§ **Brief**
What is needed here is an exact copy of every record below.

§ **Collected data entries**
■ ■ ■ ■

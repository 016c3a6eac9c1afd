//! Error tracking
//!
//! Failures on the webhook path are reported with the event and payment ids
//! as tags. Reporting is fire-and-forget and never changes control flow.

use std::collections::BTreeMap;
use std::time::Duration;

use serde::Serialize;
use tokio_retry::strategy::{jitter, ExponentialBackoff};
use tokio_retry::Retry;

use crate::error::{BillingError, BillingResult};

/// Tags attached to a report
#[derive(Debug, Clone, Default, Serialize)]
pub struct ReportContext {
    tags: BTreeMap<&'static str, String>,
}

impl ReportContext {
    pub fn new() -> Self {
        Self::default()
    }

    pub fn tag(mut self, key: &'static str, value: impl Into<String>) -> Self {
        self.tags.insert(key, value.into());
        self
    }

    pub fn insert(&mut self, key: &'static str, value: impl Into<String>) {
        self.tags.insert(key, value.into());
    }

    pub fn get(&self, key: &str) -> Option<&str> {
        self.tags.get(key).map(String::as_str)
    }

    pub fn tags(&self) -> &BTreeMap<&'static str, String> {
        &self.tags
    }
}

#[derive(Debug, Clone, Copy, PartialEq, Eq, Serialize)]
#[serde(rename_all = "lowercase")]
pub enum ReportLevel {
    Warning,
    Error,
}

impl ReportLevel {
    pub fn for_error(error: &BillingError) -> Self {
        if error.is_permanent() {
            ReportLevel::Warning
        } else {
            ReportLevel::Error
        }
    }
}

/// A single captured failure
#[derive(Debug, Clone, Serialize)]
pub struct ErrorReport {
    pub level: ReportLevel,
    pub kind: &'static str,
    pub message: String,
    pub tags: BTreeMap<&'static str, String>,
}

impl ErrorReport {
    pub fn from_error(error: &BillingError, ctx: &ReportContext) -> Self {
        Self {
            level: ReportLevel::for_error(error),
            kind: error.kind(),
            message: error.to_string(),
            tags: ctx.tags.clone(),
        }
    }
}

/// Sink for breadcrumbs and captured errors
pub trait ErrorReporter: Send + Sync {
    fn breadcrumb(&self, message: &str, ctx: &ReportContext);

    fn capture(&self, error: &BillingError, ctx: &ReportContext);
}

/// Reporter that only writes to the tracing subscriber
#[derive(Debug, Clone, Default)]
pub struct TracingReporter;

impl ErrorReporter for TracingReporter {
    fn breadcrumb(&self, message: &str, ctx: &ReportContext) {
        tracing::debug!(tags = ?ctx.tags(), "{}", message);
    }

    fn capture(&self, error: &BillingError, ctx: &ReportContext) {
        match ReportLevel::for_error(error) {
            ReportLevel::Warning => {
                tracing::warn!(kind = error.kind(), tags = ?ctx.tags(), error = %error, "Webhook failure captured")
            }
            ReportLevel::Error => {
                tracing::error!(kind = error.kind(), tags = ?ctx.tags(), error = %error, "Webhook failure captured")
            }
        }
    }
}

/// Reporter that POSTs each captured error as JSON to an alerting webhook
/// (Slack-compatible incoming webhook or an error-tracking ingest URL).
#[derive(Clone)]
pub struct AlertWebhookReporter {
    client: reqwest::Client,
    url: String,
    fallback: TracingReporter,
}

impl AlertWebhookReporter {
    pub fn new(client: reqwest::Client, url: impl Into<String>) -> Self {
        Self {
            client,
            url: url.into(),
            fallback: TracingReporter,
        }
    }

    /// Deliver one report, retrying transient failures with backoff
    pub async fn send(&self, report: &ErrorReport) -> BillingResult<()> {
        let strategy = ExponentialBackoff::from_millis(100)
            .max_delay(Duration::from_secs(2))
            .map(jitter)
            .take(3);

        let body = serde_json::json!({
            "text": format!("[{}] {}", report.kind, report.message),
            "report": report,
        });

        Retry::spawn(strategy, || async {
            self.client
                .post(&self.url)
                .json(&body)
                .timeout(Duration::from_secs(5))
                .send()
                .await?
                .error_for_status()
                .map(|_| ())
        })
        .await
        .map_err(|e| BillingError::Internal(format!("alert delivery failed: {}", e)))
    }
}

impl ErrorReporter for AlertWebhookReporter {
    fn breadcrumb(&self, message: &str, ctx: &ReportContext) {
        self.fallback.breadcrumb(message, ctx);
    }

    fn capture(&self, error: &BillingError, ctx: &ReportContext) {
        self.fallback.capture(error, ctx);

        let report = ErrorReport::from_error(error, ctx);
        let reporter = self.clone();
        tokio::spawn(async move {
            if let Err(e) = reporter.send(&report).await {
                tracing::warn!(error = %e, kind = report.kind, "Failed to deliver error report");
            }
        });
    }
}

■ ■ ■ ■

§ **Expected output**
repository 016c3a6eac9c1afd
//! Error tracking
//!
//! Failures on the webhook path are reported with the event and payment ids
//! as tags. Reporting is fire-and-forget and never changes control flow.

use std::collections::BTreeMap;
use std::time::Duration;

use serde::Serialize;
use tokio_retry::strategy::{jitter, ExponentialBackoff};
use tokio_retry::Retry;

use crate::error::{BillingError, BillingResult};

/// Tags attached to a report
#[derive(Debug, Clone, Default, Serialize)]
pub struct ReportContext {
    tags: BTreeMap<&'static str, String>,
}

impl ReportContext {
    pub fn new() -> Self {
        Self::default()
    }

    pub fn tag(mut self, key: &'static str, value: impl Into<String>) -> Self {
        self.tags.insert(key, value.into());
        self
    }

    pub fn insert(&mut self, key: &'static str, value: impl Into<String>) {
        self.tags.insert(key, value.into());
    }

    pub fn get(&self, key: &str) -> Option<&str> {
        self.tags.get(key).map(String::as_str)
    }

    pub fn tags(&self) -> &BTreeMap<&'static str, String> {
        &self.tags
    }
}

#[derive(Debug, Clone, Copy, PartialEq, Eq, Serialize)]
#[serde(rename_all = "lowercase")]
pub enum ReportLevel {
    Warning,
    Error,
}

impl ReportLevel {
    pub fn for_error(error: &BillingError) -> Self {
        if error.is_permanent() {
            ReportLevel::Warning
        } else {
            ReportLevel::Error
        }
    }
}

/// A single captured failure
#[derive(Debug, Clone, Serialize)]
pub struct ErrorReport {
    pub level: ReportLevel,
    pub kind: &'static str,
    pub message: String,
    pub tags: BTreeMap<&'static str, String>,
}

impl ErrorReport {
    pub fn from_error(error: &BillingError, ctx: &ReportContext) -> Self {
        Self {
            level: ReportLevel::for_error(error),
            kind: error.kind(),
            message: error.to_string(),
            tags: ctx.tags.clone(),
        }
    }
}

/// Sink for breadcrumbs and captured errors
pub trait ErrorReporter: Send + Sync {
    fn breadcrumb(&self, message: &str, ctx: &ReportContext);

    fn capture(&self, error: &BillingError, ctx: &ReportContext);
}

/// Reporter that only writes to the tracing subscriber
#[derive(Debug, Clone, Default)]
pub struct TracingReporter;

impl ErrorReporter for TracingReporter {
    fn breadcrumb(&self, message: &str, ctx: &ReportContext) {
        tracing::debug!(tags = ?ctx.tags(), "{}", message);
    }

    fn capture(&self, error: &BillingError, ctx: &ReportContext) {
        match ReportLevel::for_error(error) {
            ReportLevel::Warning => {
                tracing::warn!(kind = error.kind(), tags = ?ctx.tags(), error = %error, "Webhook failure captured")
            }
            ReportLevel::Error => {
                tracing::error!(kind = error.kind(), tags = ?ctx.tags(), error = %error, "Webhook failure captured")
            }
        }
    }
}

/// Reporter that POSTs each captured error as JSON to an alerting webhook
/// (Slack-compatible incoming webhook or an error-tracking ingest URL).
#[derive(Clone)]
pub struct AlertWebhookReporter {
    client: reqwest::Client,
    url: String,
    fallback: TracingReporter,
}

impl AlertWebhookReporter {
    pub fn new(client: reqwest::Client, url: impl Into<String>) -> Self {
        Self {
            client,
            url: url.into(),
            fallback: TracingReporter,
        }
    }

    /// Deliver one report, retrying transient failures with backoff
    pub async fn send(&self, report: &ErrorReport) -> BillingResult<()> {
        let strategy = ExponentialBackoff::from_millis(100)
            .max_delay(Duration::from_secs(2))
            .map(jitter)
            .take(3);

        let body = serde_json::json!({
            "text": format!("[{}] {}", report.kind, report.message),
            "report": report,
        });

        Retry::spawn(strategy, || async {
            self.client
                .post(&self.url)
                .json(&body)
                .timeout(Duration::from_secs(5))
                .send()
                .await?
                .error_for_status()
                .map(|_| ())
        })
        .await
        .map_err(|e| BillingError::Internal(format!("alert delivery failed: {}", e)))
    }
}

impl ErrorReporter for AlertWebhookReporter {
    fn breadcrumb(&self, message: &str, ctx: &ReportContext) {
        self.fallback.breadcrumb(message, ctx);
    }

    fn capture(&self, error: &BillingError, ctx: &ReportContext) {
        self.fallback.capture(error, ctx);

        let report = ErrorReport::from_error(error, ctx);
        let reporter = self.clone();
        tokio::spawn(async move {
            if let Err(e) = reporter.send(&report).await {
                tracing::warn!(error = %e, kind = report.kind, "Failed to deliver error report");
            }
        });
    }
}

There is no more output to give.